[Date Prev][Date Next][Thread Prev][Thread Next][Date Index][Thread Index]
Re: Issues with Unicode
On Wed, 10 May 2006, John Cowan wrote:
>> Immutable strings - With Unicode and threads, it's the only viable
>> implementation strategy. [...] Once you've done the legwork for
>> immutable strings, providing string-set! and similar is a very short
>> further trip.
>Part of the contract for string-set! is that it mutates its
Right. The "short further trip" of course is to provide
some kind of string-head which is effectively like
half a cons. Then string-set! can be implemented by
creating the new string-body using the functional
underpinnings, and updating the string-head to point at
the new string-body. Now you just use the string-head
as your string representation, and you've provided
string-set!, with its current contract, limiting the
mutation to a single point.
>> Removing string-set! would be way too much of a flag-day for
>> existing scheme code.
>Can't have it both ways. It will also be a flag day
>to replace string-set! with string-update or some similar
Didn't want it both ways. String-set!, with unchanged contract,
can be implemented on top of purely functional methods for
manipulating string bodies and an atomic single mutation for
manipulating the string head.
>> Regarding what ought to be legal as an identifier: I think
>> control characters, whitespace (properties Zs, Zl, Zp) and
>> delimiters (properties Ps, and Pc) ought not appear in
>> identifiers. I wouldn't be at all upset if a standard also
>> forbade combining characters; after all, identifiers and
>> symbol names don't need the full functionality of strings.

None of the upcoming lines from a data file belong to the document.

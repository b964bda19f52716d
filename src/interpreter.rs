//! # interpreter
//!
//! Runs one CHIP-8 instruction per `step`. Three instructions can't finish on
//! their own because the machine has no source of randomness, no keyboard and
//! no clock:
//!
//!  CXNN  RND VX, NN   -- needs a random byte
//!  FX0A  LD VX, K     -- needs the next key press
//!  FX07  LD VX, DT    -- needs the delay timer's current value
//!
//! For these `step` hands back `Signal::Need(..)` without touching the PC or any
//! register, and the interpreter refuses to do anything else until the host
//! calls the matching `supply_*`. Supplying re-decodes the word at the PC (it
//! hasn't moved), writes VX and moves on.
//!
//! Ready ---step--> Ready
//!   |                ^
//!   `--step--> Suspended(need) --supply_need--'
use crate::error::{Access, Fault, ProtocolError};
use crate::framebuffer::{EdgeMode, Framebuffer};
use crate::instruction::{AluOp, Instruction};
use crate::machine::{Machine, CHIP8_KEY_COUNT, CHIP8_REGISTER_COUNT, FLAG};
use crate::memory::{MemoryMap, CHIP8_FONT_ADDR, CHIP8_GLYPH_HEIGHT};

/// every instruction is two bytes
const INSTRUCTION_WIDTH: u16 = 2;

#[derive(Debug, Clone, Copy, PartialEq, Eq)]
pub enum DisplayChange {
    Cleared,
    Drawn,
}

/// values only the host can provide
#[derive(Debug, Clone, Copy, PartialEq, Eq)]
pub enum Need {
    Random,
    Key,
    Delay,
}

#[derive(Debug, Clone, Copy, PartialEq, Eq)]
pub enum Timer {
    Delay,
    Sound,
}

/// Normal outcomes of a `step`
#[derive(Debug, Clone, Copy, PartialEq, Eq)]
pub enum Signal {
    /// nothing the host needs to know about
    Completed,
    /// the framebuffer should be redrawn
    DisplayChanged(DisplayChange),
    /// suspended until the matching `supply_*` is called
    Need(Need),
    /// the host should (re)start its clock for this timer
    TimerWritten(Timer),
}

pub struct Chip8Interpreter {
    machine: Machine,
    edge_mode: EdgeMode,
    suspended: Option<Need>,
}

impl Chip8Interpreter {
    pub fn new(machine: Machine) -> Self {
        Chip8Interpreter {
            machine,
            edge_mode: EdgeMode::default(),
            suspended: None,
        }
    }

    pub fn with_edge_mode(mut self, edge_mode: EdgeMode) -> Self {
        self.edge_mode = edge_mode;
        self
    }

    pub fn edge_mode(&self) -> EdgeMode {
        self.edge_mode
    }

    pub fn machine(&self) -> &Machine {
        &self.machine
    }

    pub fn framebuffer(&self) -> &Framebuffer {
        self.machine.framebuffer()
    }

    pub fn key_state(&self) -> u16 {
        self.machine.key_state()
    }

    pub fn set_key(&mut self, key: u8, pressed: bool) {
        self.machine.set_key(key, pressed)
    }

    pub fn set_key_state(&mut self, keys: u16) {
        self.machine.set_key_state(keys)
    }

    /// what the interpreter is waiting for, if anything
    pub fn suspended(&self) -> Option<Need> {
        self.suspended
    }

    /// the raw word at the PC, if there is one
    pub fn peek_word(&self) -> Option<u16> {
        self.machine.memory.get_word(self.machine.program_counter)
    }

    fn fetch(&self) -> Result<Instruction, Fault> {
        let pc = self.machine.program_counter;
        let word = self
            .machine
            .memory
            .get_word(pc)
            .ok_or(Fault::FetchOutOfBounds { pc })?;
        Instruction::decode(word).ok_or(Fault::InvalidInstruction { pc, word })
    }

    /// execute one instruction. On `Err` nothing has changed, PC included.
    /// While suspended this just repeats the outstanding `Need`.
    pub fn step(&mut self) -> Result<Signal, Fault> {
        if let Some(need) = self.suspended {
            return Ok(Signal::Need(need));
        }
        let ins = self.fetch()?;
        let signal = self.execute(ins)?;
        if let Signal::Need(need) = signal {
            self.suspended = Some(need);
        }
        Ok(signal)
    }

    fn execute(&mut self, ins: Instruction) -> Result<Signal, Fault> {
        let edge_mode = self.edge_mode;
        let m = &mut self.machine;
        let pc = m.program_counter;
        let next = pc.wrapping_add(INSTRUCTION_WIDTH);
        let skip = |cond: bool| {
            if cond {
                next.wrapping_add(INSTRUCTION_WIDTH)
            } else {
                next
            }
        };

        let mut signal = Signal::Completed;
        m.program_counter = match ins {
            Instruction::ClearScreen => {
                m.framebuffer.clear();
                signal = Signal::DisplayChanged(DisplayChange::Cleared);
                next
            }
            Instruction::Return => m.stack.pop()?.wrapping_add(INSTRUCTION_WIDTH),
            Instruction::Jump(addr) => addr,
            Instruction::Call(addr) => {
                m.stack.push(pc)?;
                addr
            }
            Instruction::SkipEqImm { x, nn } => skip(m.registers[x] == nn),
            Instruction::SkipNeImm { x, nn } => skip(m.registers[x] != nn),
            Instruction::SkipEqReg { x, y } => skip(m.registers[x] == m.registers[y]),
            Instruction::SkipNeReg { x, y } => skip(m.registers[x] != m.registers[y]),
            Instruction::LoadImm { x, nn } => {
                m.registers[x] = nn;
                next
            }
            Instruction::AddImm { x, nn } => {
                m.registers[x] = m.registers[x].wrapping_add(nn);
                next
            }
            Instruction::Alu { op, x, y } => {
                alu(&mut m.registers, op, x, y);
                next
            }
            Instruction::LoadIndex(addr) => {
                m.index = addr;
                next
            }
            Instruction::JumpOffset(addr) => addr.wrapping_add(m.registers[0] as u16),
            Instruction::Random { .. } => return Ok(Signal::Need(Need::Random)),
            Instruction::WaitKey { .. } => return Ok(Signal::Need(Need::Key)),
            Instruction::LoadDelay { .. } => return Ok(Signal::Need(Need::Delay)),
            Instruction::Draw { x, y, rows } => {
                let sprite = m
                    .memory
                    .get_ro_slice(m.index, rows as usize)
                    .ok_or(Fault::MemoryOutOfBounds {
                        access: Access::Sprite,
                        addr: m.index,
                    })?;
                let collision =
                    m.framebuffer
                        .draw_sprite(m.registers[x], m.registers[y], sprite, edge_mode);
                m.registers[FLAG] = collision as u8;
                signal = Signal::DisplayChanged(DisplayChange::Drawn);
                next
            }
            Instruction::SkipKey { x } => skip(key_pressed(m, x)?),
            Instruction::SkipNotKey { x } => skip(!key_pressed(m, x)?),
            Instruction::SetDelay { x } => {
                m.delay_timer = m.registers[x];
                signal = Signal::TimerWritten(Timer::Delay);
                next
            }
            Instruction::SetSound { x } => {
                m.sound_timer = m.registers[x];
                signal = Signal::TimerWritten(Timer::Sound);
                next
            }
            Instruction::AddIndex { x } => {
                m.index = m.index.wrapping_add(m.registers[x] as u16);
                next
            }
            Instruction::LoadFont { x } => {
                let digit = m.registers[x];
                if digit > 0xf {
                    return Err(Fault::BadFontDigit(digit));
                }
                m.index = CHIP8_FONT_ADDR + digit as u16 * CHIP8_GLYPH_HEIGHT;
                next
            }
            Instruction::StoreBcd { x } => {
                let value = m.registers[x];
                let dst = m
                    .memory
                    .get_rw_slice(m.index, 3)
                    .ok_or(Fault::MemoryOutOfBounds {
                        access: Access::Bcd,
                        addr: m.index,
                    })?;
                dst.copy_from_slice(&[value / 100, value / 10 % 10, value % 10]);
                next
            }
            Instruction::Dump { x } => {
                let dst = m
                    .memory
                    .get_rw_slice(m.index, x + 1)
                    .ok_or(Fault::MemoryOutOfBounds {
                        access: Access::RegisterDump,
                        addr: m.index,
                    })?;
                dst.copy_from_slice(&m.registers[..=x]);
                next
            }
            Instruction::Load { x } => {
                let src = m
                    .memory
                    .get_ro_slice(m.index, x + 1)
                    .ok_or(Fault::MemoryOutOfBounds {
                        access: Access::RegisterLoad,
                        addr: m.index,
                    })?;
                m.registers[..=x].copy_from_slice(src);
                next
            }
        };
        Ok(signal)
    }

    /// complete CXNN with `byte & NN`
    pub fn supply_random(&mut self, byte: u8) -> Result<(), ProtocolError> {
        self.resume(Need::Random, |ins| match ins {
            Instruction::Random { x, mask } => Some((x, byte & mask)),
            _ => None,
        })
    }

    /// complete FX0A with a key in 0..16
    pub fn supply_key(&mut self, key: u8) -> Result<(), ProtocolError> {
        self.expect(Need::Key)?;
        if key >= CHIP8_KEY_COUNT {
            return Err(ProtocolError::KeyOutOfRange(key));
        }
        self.resume(Need::Key, |ins| match ins {
            Instruction::WaitKey { x } => Some((x, key)),
            _ => None,
        })
    }

    /// complete FX07 with the ticks left on the delay timer (zero once it has run out)
    pub fn supply_delay(&mut self, ticks: u8) -> Result<(), ProtocolError> {
        self.resume(Need::Delay, |ins| match ins {
            Instruction::LoadDelay { x } => Some((x, ticks)),
            _ => None,
        })
    }

    fn expect(&self, supplied: Need) -> Result<(), ProtocolError> {
        match self.suspended {
            Some(expected) if expected == supplied => Ok(()),
            Some(expected) => Err(ProtocolError::WrongSupply { expected, supplied }),
            None => Err(ProtocolError::NotSuspended { supplied }),
        }
    }

    fn resume(
        &mut self,
        supplied: Need,
        complete: impl FnOnce(Instruction) -> Option<(usize, u8)>,
    ) -> Result<(), ProtocolError> {
        self.expect(supplied)?;
        let pc = self.machine.program_counter;
        // 0000 never decodes, so a missing word falls through to NotDeferred
        let word = self.peek_word().unwrap_or(0);
        let (x, value) = Instruction::decode(word)
            .and_then(complete)
            .ok_or(ProtocolError::NotDeferred { pc, word })?;
        self.machine.registers[x] = value;
        self.machine.program_counter = pc.wrapping_add(INSTRUCTION_WIDTH);
        self.suspended = None;
        Ok(())
    }
}

fn key_pressed(m: &Machine, x: usize) -> Result<bool, Fault> {
    let key = m.registers[x];
    if key >= CHIP8_KEY_COUNT {
        return Err(Fault::BadKeyIndex(key));
    }
    Ok(m.is_key_pressed(key))
}

/// 8XYN. Flags are written last, so VF as the destination ends up holding the flag.
/// Shifts work on VX alone; borrow flags mean "no borrow", compared before subtracting.
fn alu(v: &mut [u8; CHIP8_REGISTER_COUNT], op: AluOp, x: usize, y: usize) {
    let (vx, vy) = (v[x], v[y]);
    match op {
        AluOp::Assign => v[x] = vy,
        AluOp::Or => v[x] = vx | vy,
        AluOp::And => v[x] = vx & vy,
        AluOp::Xor => v[x] = vx ^ vy,
        AluOp::Add => {
            let (sum, carry) = vx.overflowing_add(vy);
            v[x] = sum;
            v[FLAG] = carry as u8;
        }
        AluOp::Sub => {
            v[x] = vx.wrapping_sub(vy);
            v[FLAG] = (vx >= vy) as u8;
        }
        AluOp::Shr => {
            v[x] = vx >> 1;
            v[FLAG] = vx & 1;
        }
        AluOp::SubN => {
            v[x] = vy.wrapping_sub(vx);
            v[FLAG] = (vy >= vx) as u8;
        }
        AluOp::Shl => {
            v[x] = vx << 1;
            v[FLAG] = vx >> 7;
        }
    }
}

>In tht cs thy cnnt be ntrl-lngg trms in an of the lrg set
>of lnggs tht us cmbnng chrctrs fr vwls.
Okay, good point. And a good reason to allow combining
characters in identifiers, I'm not upset either way.
>> I wouldn't be at all upset of a standard also forbade all
>> characters not yet assigned as of Unicode 4.1.0, with
>> the implication that this forbidding would be permanent
>> across Scheme report revisions, even though later Unicode
>> versions doubtless will come along.
>Which amounts to saying that programmers who use some
>languages get to use meaningful identifiers and others don't.
>That's manifestly unfair.
Hah? Unicode already encompasses, I believe, every living
language with a writing system. If you mean that there are
programmers who can't get meaningful identifiers using the
character set defined as of Unicode 4.1.0, I want to know
who those programmers are.
Meanwhile, allowing identifier syntax to shift with every
version of Unicode creates the potential for version